Please fill out the fields below so we can help you better. Note: you must provide your domain name to get help. Domain names for issued certificates are all made public in Certificate Transparency logs (e.g. https://crt.sh/?q=example.com), so withholding your domain name here does not increase secrecy, but only makes it harder for us to provide help.
I got a mail from Letsencrpy about expiry of one of my domain (which is actually on http). However when I tried to renew it manually using certbot webroot, it says the domain is not yet expired and want to renew with new certificate or keep as it is. I checked the certbot certificate and found the same domain as having 71 days of expiry. Why I received a mail then saying your domain certificate from lets encrpt will expire in 19 days.

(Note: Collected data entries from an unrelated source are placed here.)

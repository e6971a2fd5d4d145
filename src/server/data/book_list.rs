//! Book list entry data repository.
//!
//! Manages the `(list, book)` membership records and the progress they carry. The
//! composite primary key guarantees at most one entry per pair at the storage level.

use sea_orm::{
    sea_query::Expr, ActiveValue, ColumnTrait, ConnectionTrait, DbErr, EntityTrait, QueryFilter,
    QueryOrder,
};

use crate::server::model::{list::BookListEntry, progress::Progress};

/// Repository providing database operations for book list entries.
pub struct BookListRepository<'a, C: ConnectionTrait> {
    db: &'a C,
}

impl<'a, C: ConnectionTrait> BookListRepository<'a, C> {
    pub fn new(db: &'a C) -> Self {
        Self { db }
    }

    /// Finds the entry for a `(list, book)` pair.
    pub async fn find(&self, list_id: i32, book_id: i32) -> Result<Option<BookListEntry>, DbErr> {
        let entity = entity::prelude::BookList::find_by_id((list_id, book_id))
            .one(self.db)
            .await?;

        Ok(entity.map(BookListEntry::from_entity))
    }

    /// Gets every entry of a list in storage (primary key) order.
    pub async fn find_by_list_id(&self, list_id: i32) -> Result<Vec<BookListEntry>, DbErr> {
        let entities = entity::prelude::BookList::find()
            .filter(entity::book_list::Column::ListId.eq(list_id))
            .order_by_asc(entity::book_list::Column::BookId)
            .all(self.db)
            .await?;

        Ok(entities.into_iter().map(BookListEntry::from_entity).collect())
    }

    /// Gets the entries for one book among the given lists.
    pub async fn find_by_book_in_lists(
        &self,
        book_id: i32,
        list_ids: &[i32],
    ) -> Result<Vec<BookListEntry>, DbErr> {
        if list_ids.is_empty() {
            return Ok(Vec::new());
        }

        let entities = entity::prelude::BookList::find()
            .filter(entity::book_list::Column::BookId.eq(book_id))
            .filter(entity::book_list::Column::ListId.is_in(list_ids.iter().copied()))
            .order_by_asc(entity::book_list::Column::ListId)
            .all(self.db)
            .await?;

        Ok(entities.into_iter().map(BookListEntry::from_entity).collect())
    }

    /// Inserts an entry. Fails with a database error if the pair already exists.
    pub async fn create(
        &self,
        list_id: i32,
        book_id: i32,
        progress: Progress,
    ) -> Result<BookListEntry, DbErr> {
        let entity = entity::prelude::BookList::insert(entity::book_list::ActiveModel {
            list_id: ActiveValue::Set(list_id),
            book_id: ActiveValue::Set(book_id),
            progress: ActiveValue::Set(progress.value()),
        })
        .exec_with_returning(self.db)
        .await?;

        Ok(BookListEntry::from_entity(entity))
    }

    /// Overwrites the progress of an existing entry.
    pub async fn update_progress(&self, entry: &BookListEntry) -> Result<(), DbErr> {
        entity::prelude::BookList::update_many()
            .col_expr(
                entity::book_list::Column::Progress,
                Expr::value(entry.progress.value()),
            )
            .filter(entity::book_list::Column::ListId.eq(entry.list_id))
            .filter(entity::book_list::Column::BookId.eq(entry.book_id))
            .exec(self.db)
            .await?;

        Ok(())
    }

    /// Deletes the entry for a pair.
    ///
    /// # Returns
    /// - `Ok(true)` - Entry deleted
    /// - `Ok(false)` - The book was not on the list
    pub async fn delete(&self, list_id: i32, book_id: i32) -> Result<bool, DbErr> {
        let result = entity::prelude::BookList::delete_by_id((list_id, book_id))
            .exec(self.db)
            .await?;

        Ok(result.rows_affected > 0)
    }

    /// Deletes every entry of a list, returning how many were removed.
    pub async fn delete_by_list_id(&self, list_id: i32) -> Result<u64, DbErr> {
        let result = entity::prelude::BookList::delete_many()
            .filter(entity::book_list::Column::ListId.eq(list_id))
            .exec(self.db)
            .await?;

        Ok(result.rows_affected)
    }
}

My domain is: An http portal
I ran this command: certbot certificate
It produced this output: Found that the domain is already renewed with expiry of 71 days.
My web server is (include version): Apache
The operating system my web server runs on is (include version): Centos 7
My hosting provider, if applicable, is: Softlayer
I can login to a root shell on my machine (yes or no, or I don’t know):yes
I’m using a control panel to manage my site (no, or provide the name and version of the control panel):No
If your certificate is already renewed, we won’t send an expiry notice.
When is a certificate renewed?
We consider a certificate to be renewed if there is a newer certificate with the exact same set of names, regardless of which account created it.
You may have this:
If you’ve issued a new certificate that adds or removes a name relative to your old certificate, you will get expiration email about your old certificate. If you check the certificate currently running on your website, and it shows the correct date, no further action is needed.
Thanks much for your time and reply. I may not be well versed but here is the issue:
The certbot certificate shows the domain name in list of renew certification but the url shows the following. Please note its not encrypted. Could that be the reason?
How did you get the certificate in the first place? Which installation plugin was used? Or did you manually install the certificate? If the latter is the case, did you directly use the path in /etc/letsencrypt/live/... or did you copy the certificate from that location first to some other location? If you didn't use an installer plugin, did you reload your webserver, so Apache actually uses the new certificate?
Note that “Connection Not Encrypted” just means the browser is connecting over HTTP - it doesn’t tell you anything about whether the certificate is valid or not - you need to attempt to connect over HTTPS to find that out. Maybe it’s working fine and you just need to set up a redirect?
As you explained, Note that “Connection Not Encrypted” just means the browser is connecting over HTTP - it doesn’t tell you anything about whether the certificate is valid or not - you need to attempt to connect over HTTPS to find that out. I will look into this.